What is needed:
Look through the entries below and extract exactly the lines from the one containing "Freespace message interface." through the one containing "path across enumerations.", ends included.

Extracted entries:

╔══

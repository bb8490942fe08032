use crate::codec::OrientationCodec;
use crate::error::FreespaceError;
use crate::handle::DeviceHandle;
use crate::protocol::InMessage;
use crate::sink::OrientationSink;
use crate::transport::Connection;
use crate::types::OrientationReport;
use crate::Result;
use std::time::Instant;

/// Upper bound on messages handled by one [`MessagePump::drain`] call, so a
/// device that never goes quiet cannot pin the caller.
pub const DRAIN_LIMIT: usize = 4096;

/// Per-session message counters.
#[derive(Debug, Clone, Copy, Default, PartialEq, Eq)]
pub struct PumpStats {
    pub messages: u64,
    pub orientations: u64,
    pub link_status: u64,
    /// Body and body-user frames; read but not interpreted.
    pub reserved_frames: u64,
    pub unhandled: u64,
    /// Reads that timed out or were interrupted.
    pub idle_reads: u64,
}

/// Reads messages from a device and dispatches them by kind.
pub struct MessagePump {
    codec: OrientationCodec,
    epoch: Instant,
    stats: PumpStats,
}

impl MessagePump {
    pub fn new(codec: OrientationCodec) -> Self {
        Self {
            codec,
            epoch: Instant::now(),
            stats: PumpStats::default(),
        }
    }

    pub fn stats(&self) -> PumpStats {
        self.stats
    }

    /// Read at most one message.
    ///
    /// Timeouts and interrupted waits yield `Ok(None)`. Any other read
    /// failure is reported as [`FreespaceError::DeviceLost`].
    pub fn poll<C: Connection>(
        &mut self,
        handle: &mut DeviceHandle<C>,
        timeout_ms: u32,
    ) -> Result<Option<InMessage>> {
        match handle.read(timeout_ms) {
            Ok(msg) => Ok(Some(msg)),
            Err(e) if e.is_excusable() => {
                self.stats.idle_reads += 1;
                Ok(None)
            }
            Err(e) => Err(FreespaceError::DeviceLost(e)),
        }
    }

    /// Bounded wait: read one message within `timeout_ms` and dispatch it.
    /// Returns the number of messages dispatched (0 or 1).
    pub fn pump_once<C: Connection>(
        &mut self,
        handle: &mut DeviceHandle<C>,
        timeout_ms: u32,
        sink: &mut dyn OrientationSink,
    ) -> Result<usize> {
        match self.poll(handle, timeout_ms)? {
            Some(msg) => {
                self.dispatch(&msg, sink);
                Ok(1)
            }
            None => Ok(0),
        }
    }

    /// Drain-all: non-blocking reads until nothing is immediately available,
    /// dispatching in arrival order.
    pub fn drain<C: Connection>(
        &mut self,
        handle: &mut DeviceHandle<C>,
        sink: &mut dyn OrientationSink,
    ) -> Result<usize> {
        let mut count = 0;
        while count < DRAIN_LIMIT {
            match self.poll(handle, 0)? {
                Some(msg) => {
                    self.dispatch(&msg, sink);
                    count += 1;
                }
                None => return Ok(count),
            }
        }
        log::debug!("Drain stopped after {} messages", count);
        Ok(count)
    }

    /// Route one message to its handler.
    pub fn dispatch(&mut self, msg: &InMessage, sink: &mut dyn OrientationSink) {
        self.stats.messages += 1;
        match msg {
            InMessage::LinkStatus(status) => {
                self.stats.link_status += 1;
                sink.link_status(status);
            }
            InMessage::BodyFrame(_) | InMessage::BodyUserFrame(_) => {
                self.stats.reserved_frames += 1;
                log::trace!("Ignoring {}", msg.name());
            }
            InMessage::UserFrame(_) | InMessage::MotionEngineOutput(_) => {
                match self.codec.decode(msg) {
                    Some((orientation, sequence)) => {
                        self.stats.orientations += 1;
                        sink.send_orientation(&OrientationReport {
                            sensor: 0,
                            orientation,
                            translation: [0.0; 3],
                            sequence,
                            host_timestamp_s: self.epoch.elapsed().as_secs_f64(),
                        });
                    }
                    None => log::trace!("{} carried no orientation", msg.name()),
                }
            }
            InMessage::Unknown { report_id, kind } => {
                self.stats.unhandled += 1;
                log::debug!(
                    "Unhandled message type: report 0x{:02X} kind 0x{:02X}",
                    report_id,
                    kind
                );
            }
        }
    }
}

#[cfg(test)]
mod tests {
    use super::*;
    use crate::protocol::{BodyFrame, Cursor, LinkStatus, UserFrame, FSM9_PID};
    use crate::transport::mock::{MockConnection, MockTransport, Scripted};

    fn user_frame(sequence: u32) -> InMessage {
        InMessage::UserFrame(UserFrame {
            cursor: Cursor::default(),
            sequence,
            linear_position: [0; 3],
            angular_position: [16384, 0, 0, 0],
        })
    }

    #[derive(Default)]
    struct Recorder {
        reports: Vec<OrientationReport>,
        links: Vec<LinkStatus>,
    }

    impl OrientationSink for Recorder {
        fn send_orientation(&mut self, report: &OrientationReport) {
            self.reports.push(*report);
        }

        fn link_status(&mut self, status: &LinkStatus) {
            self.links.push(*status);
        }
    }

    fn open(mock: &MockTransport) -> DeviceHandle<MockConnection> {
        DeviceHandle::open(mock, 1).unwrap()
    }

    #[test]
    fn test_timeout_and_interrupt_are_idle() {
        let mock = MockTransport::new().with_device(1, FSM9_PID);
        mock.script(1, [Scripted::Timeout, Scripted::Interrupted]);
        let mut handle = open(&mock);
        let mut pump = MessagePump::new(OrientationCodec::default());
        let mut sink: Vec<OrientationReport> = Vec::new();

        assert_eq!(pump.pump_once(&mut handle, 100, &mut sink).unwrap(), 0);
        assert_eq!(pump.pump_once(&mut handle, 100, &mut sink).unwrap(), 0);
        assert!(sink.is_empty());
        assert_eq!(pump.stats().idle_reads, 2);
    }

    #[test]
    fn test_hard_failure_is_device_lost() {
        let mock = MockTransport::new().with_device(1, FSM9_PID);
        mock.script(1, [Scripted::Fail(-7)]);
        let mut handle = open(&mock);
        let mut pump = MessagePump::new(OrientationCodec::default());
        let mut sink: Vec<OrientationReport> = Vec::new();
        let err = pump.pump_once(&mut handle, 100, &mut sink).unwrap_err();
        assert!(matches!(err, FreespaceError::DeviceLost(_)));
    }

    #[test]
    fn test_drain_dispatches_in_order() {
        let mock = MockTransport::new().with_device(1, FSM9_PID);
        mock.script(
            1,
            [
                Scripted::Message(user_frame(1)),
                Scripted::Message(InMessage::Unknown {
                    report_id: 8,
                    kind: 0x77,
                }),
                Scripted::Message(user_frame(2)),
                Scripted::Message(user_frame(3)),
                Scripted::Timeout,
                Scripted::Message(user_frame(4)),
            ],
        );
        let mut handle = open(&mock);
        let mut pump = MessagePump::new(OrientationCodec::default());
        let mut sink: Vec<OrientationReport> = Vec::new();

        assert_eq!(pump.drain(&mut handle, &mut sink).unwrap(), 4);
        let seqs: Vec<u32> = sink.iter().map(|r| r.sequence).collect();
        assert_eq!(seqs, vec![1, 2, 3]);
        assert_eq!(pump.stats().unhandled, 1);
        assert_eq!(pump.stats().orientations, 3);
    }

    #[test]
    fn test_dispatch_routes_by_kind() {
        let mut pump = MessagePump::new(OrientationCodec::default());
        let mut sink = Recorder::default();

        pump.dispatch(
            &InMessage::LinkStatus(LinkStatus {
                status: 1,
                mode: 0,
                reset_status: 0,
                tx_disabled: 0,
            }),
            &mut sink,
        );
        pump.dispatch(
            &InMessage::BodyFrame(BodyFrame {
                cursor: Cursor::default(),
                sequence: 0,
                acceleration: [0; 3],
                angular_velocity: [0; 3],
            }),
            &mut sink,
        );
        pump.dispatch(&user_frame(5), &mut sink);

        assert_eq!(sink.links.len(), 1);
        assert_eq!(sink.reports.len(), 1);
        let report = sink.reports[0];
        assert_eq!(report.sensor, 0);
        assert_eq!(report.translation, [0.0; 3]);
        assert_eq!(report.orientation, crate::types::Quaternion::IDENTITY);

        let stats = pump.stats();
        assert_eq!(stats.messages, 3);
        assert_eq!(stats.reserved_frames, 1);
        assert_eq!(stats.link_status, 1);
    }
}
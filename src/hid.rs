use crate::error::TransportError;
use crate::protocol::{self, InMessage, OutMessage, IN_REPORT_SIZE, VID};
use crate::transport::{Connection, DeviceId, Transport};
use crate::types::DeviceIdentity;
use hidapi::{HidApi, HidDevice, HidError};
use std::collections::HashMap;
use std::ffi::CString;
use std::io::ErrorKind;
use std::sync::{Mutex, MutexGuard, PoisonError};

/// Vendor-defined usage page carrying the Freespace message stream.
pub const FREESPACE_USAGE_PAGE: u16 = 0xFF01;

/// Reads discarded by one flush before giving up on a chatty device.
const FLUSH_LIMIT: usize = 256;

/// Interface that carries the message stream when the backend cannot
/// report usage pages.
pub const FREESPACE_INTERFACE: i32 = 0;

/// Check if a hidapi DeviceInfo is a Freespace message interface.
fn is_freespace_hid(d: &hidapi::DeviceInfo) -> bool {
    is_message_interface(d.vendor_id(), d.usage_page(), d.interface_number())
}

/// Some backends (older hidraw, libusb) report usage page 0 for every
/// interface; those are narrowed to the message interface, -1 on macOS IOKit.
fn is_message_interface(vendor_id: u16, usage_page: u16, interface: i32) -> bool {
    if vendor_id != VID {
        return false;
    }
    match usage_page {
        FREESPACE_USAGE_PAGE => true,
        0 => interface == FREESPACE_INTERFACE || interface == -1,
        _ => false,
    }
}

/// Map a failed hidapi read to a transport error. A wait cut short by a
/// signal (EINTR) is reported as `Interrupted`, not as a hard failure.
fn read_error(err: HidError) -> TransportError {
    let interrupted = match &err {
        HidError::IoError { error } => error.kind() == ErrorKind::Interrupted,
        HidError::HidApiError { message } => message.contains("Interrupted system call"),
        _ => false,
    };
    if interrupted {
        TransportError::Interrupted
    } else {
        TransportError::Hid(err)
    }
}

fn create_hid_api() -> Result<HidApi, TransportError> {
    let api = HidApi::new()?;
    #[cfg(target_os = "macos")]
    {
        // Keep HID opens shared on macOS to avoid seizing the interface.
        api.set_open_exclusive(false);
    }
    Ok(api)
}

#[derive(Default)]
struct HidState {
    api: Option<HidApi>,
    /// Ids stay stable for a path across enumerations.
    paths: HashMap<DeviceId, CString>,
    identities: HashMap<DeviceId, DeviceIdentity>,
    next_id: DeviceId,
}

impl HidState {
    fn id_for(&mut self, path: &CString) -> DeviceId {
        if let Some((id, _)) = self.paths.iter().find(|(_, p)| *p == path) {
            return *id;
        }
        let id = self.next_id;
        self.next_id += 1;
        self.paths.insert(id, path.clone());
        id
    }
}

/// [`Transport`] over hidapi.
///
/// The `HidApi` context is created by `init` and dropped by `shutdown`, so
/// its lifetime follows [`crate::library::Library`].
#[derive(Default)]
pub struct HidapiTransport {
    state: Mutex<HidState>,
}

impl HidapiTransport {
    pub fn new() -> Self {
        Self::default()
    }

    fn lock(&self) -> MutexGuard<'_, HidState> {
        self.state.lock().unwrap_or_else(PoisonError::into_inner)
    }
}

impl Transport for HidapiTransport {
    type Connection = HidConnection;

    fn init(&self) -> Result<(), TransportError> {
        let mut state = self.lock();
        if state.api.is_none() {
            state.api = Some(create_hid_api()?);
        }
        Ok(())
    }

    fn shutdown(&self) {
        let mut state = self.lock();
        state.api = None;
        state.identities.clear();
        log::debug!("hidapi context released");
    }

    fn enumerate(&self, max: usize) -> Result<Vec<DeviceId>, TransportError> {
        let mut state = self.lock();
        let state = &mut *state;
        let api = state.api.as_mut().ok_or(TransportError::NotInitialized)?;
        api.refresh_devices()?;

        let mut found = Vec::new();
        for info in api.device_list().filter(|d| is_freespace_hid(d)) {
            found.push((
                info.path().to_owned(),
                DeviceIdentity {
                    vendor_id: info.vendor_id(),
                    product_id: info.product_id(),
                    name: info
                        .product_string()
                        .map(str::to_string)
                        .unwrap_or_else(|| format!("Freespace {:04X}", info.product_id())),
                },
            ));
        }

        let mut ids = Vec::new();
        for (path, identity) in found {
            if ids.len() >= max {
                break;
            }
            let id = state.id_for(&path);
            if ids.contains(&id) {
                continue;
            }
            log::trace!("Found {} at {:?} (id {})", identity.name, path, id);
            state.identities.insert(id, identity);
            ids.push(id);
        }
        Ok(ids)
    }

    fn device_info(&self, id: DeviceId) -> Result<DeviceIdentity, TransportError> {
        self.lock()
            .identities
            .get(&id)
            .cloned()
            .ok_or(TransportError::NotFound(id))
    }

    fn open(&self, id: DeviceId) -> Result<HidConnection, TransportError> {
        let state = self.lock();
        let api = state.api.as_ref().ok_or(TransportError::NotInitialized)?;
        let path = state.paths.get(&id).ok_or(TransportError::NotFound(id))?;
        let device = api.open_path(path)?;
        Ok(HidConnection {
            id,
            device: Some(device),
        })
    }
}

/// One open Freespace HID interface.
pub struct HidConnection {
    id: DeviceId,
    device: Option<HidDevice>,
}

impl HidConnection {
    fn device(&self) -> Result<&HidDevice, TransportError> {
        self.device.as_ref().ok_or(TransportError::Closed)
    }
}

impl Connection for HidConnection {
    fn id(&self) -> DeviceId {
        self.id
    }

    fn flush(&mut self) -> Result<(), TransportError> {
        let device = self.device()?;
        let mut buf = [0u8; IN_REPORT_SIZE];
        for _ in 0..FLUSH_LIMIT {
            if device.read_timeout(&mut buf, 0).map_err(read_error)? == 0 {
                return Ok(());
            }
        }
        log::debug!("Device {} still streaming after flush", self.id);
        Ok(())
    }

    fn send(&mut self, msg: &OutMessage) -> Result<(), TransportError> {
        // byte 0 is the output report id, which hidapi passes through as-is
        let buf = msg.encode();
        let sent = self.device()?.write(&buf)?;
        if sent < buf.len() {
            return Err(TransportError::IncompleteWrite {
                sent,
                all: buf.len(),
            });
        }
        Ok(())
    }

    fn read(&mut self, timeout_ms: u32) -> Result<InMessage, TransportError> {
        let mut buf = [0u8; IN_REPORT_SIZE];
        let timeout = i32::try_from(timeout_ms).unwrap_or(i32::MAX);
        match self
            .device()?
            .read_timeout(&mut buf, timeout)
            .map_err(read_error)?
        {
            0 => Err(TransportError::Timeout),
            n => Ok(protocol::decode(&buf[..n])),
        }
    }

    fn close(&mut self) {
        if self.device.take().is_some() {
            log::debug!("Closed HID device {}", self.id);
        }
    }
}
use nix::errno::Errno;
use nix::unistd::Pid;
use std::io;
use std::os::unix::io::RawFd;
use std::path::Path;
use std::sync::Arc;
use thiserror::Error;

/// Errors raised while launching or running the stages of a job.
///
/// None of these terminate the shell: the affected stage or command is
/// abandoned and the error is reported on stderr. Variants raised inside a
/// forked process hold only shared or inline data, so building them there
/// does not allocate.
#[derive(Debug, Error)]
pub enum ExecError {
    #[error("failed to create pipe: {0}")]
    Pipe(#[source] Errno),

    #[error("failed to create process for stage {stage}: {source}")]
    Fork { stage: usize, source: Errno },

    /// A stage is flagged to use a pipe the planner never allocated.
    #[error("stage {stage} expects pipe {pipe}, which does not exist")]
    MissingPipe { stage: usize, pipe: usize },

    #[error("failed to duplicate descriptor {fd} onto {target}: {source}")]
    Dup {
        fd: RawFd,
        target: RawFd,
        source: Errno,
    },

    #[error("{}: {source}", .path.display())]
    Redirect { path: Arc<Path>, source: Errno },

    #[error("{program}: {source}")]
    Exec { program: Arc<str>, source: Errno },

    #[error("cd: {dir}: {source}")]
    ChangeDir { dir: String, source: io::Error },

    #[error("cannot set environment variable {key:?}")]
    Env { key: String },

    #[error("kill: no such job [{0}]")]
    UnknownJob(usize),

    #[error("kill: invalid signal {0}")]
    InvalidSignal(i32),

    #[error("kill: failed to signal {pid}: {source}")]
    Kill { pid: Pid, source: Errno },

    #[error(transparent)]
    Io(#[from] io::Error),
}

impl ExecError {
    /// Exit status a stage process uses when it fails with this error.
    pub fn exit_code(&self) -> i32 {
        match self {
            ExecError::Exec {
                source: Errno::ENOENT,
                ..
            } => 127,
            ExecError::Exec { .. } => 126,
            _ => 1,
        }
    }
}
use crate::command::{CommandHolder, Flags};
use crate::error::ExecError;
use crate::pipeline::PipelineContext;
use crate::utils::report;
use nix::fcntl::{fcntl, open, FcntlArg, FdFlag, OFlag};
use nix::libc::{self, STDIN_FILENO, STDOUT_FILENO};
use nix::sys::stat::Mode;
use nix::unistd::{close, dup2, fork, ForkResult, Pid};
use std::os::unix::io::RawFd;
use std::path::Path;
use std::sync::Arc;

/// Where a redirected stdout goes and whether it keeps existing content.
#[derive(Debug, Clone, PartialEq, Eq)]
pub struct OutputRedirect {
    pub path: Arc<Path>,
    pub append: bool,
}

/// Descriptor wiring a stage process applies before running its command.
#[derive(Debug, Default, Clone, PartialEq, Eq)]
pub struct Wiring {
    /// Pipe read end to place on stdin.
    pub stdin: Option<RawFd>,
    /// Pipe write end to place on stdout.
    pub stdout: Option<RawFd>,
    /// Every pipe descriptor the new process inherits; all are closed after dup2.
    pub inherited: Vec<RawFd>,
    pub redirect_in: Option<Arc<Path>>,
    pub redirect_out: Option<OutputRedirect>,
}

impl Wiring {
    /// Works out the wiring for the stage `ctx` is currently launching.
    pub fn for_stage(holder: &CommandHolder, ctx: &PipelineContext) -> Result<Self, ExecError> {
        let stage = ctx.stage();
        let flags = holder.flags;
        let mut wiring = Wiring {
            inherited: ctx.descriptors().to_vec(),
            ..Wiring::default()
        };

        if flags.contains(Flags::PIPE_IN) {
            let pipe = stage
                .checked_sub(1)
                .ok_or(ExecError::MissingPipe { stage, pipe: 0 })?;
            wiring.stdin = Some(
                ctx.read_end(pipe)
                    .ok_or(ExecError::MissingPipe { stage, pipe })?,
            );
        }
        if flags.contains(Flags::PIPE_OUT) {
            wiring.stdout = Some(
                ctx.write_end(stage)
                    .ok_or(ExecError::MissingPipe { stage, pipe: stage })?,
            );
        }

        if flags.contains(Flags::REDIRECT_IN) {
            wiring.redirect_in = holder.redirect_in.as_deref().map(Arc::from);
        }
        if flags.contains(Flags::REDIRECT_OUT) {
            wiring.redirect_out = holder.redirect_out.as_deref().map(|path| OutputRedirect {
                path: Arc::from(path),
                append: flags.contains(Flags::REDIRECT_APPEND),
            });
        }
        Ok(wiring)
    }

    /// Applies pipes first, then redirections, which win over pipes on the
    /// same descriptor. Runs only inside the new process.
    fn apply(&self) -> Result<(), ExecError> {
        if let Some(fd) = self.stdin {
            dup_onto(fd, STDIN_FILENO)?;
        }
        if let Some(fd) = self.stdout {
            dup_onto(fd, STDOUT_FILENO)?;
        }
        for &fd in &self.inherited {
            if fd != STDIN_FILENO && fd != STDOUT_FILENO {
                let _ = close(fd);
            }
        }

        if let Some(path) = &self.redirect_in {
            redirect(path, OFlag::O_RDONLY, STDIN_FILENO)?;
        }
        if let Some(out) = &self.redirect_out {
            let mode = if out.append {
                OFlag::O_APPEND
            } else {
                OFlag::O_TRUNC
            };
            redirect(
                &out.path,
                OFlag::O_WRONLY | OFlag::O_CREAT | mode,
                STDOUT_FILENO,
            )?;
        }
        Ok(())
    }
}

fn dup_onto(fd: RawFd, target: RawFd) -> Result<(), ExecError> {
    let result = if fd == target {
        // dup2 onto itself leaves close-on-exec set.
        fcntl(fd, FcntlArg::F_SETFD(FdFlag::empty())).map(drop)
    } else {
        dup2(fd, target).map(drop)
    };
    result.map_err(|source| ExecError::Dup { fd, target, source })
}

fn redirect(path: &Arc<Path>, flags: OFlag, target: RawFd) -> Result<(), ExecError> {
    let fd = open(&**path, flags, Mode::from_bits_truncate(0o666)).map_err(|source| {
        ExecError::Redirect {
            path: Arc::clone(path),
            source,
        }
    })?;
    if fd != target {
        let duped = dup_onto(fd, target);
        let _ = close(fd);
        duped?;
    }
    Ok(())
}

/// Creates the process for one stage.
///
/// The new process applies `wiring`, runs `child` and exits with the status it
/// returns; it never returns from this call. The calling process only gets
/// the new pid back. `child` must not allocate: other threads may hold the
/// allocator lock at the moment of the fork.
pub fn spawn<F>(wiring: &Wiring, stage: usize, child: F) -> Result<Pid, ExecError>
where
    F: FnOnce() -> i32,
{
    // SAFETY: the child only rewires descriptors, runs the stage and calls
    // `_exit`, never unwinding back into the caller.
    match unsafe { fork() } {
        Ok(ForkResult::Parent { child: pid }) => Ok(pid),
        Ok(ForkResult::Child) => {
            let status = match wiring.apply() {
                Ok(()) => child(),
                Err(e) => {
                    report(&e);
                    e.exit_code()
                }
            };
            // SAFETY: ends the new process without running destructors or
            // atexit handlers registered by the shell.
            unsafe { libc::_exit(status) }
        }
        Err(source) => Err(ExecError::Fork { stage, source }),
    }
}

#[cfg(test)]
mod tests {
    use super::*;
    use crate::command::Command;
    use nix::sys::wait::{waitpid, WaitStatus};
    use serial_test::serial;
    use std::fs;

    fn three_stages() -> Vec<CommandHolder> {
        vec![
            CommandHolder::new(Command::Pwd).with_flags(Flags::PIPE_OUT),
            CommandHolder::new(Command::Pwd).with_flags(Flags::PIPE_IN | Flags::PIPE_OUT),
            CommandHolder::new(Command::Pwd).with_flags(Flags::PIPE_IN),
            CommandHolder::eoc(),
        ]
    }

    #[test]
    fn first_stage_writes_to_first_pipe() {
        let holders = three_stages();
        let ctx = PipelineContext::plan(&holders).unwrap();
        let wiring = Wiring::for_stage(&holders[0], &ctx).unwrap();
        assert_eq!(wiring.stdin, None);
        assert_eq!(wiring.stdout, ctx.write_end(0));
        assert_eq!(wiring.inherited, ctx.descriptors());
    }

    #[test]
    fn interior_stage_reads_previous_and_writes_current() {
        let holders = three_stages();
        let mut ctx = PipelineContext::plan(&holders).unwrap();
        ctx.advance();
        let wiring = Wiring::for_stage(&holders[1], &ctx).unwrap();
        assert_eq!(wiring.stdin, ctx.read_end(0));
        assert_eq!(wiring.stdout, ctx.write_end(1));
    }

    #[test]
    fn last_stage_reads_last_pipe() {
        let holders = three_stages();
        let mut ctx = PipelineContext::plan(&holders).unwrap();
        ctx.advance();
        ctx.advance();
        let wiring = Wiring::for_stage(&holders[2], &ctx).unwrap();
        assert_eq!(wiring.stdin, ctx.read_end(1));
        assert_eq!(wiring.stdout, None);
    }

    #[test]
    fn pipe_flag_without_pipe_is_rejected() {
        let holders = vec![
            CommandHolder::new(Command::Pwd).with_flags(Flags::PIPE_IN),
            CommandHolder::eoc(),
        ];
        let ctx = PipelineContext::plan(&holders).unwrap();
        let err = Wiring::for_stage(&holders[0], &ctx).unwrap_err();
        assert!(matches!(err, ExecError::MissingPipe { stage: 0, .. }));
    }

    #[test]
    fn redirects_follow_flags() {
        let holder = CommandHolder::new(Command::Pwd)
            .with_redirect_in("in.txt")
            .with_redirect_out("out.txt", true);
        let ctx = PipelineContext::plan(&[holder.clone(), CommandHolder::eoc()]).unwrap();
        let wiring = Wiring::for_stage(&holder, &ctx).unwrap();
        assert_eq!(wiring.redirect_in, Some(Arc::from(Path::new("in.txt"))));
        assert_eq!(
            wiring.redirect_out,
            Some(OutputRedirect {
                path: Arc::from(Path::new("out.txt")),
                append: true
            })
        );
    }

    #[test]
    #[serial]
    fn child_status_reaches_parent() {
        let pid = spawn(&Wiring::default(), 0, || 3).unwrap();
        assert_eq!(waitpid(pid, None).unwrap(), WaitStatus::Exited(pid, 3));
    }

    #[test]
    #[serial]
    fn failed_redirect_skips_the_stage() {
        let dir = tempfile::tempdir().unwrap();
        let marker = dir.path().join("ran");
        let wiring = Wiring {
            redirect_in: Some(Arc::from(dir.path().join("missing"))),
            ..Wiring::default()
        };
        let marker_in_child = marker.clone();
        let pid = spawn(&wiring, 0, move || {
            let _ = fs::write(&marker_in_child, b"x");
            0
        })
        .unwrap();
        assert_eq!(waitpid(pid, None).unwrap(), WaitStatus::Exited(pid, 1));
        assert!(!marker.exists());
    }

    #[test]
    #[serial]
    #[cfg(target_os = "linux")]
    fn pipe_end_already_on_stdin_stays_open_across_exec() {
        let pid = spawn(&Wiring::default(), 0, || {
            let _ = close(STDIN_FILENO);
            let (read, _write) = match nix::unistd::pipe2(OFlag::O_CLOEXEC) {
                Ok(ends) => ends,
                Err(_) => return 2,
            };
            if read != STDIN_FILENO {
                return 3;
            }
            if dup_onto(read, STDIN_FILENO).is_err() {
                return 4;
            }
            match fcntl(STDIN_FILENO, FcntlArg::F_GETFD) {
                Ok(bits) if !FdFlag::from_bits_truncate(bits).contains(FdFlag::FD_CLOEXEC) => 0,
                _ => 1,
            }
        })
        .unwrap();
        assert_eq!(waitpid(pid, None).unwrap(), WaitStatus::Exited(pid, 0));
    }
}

╚══

Task result:
/// Check if a hidapi DeviceInfo is a Freespace message interface.
fn is_freespace_hid(d: &hidapi::DeviceInfo) -> bool {
    is_message_interface(d.vendor_id(), d.usage_page(), d.interface_number())
}

/// Some backends (older hidraw, libusb) report usage page 0 for every
/// interface; those are narrowed to the message interface, -1 on macOS IOKit.
fn is_message_interface(vendor_id: u16, usage_page: u16, interface: i32) -> bool {
    if vendor_id != VID {
        return false;
    }
    match usage_page {
        FREESPACE_USAGE_PAGE => true,
        0 => interface == FREESPACE_INTERFACE || interface == -1,
        _ => false,
    }
}

/// Map a failed hidapi read to a transport error. A wait cut short by a
/// signal (EINTR) is reported as `Interrupted`, not as a hard failure.
fn read_error(err: HidError) -> TransportError {
    let interrupted = match &err {
        HidError::IoError { error } => error.kind() == ErrorKind::Interrupted,
        HidError::HidApiError { message } => message.contains("Interrupted system call"),
        _ => false,
    };
    if interrupted {
        TransportError::Interrupted
    } else {
        TransportError::Hid(err)
    }
}

fn create_hid_api() -> Result<HidApi, TransportError> {
    let api = HidApi::new()?;
    #[cfg(target_os = "macos")]
    {
        // Keep HID opens shared on macOS to avoid seizing the interface.
        api.set_open_exclusive(false);
    }
    Ok(api)
}

#[derive(Default)]
struct HidState {
    api: Option<HidApi>,
    /// Ids stay stable for a path across enumerations.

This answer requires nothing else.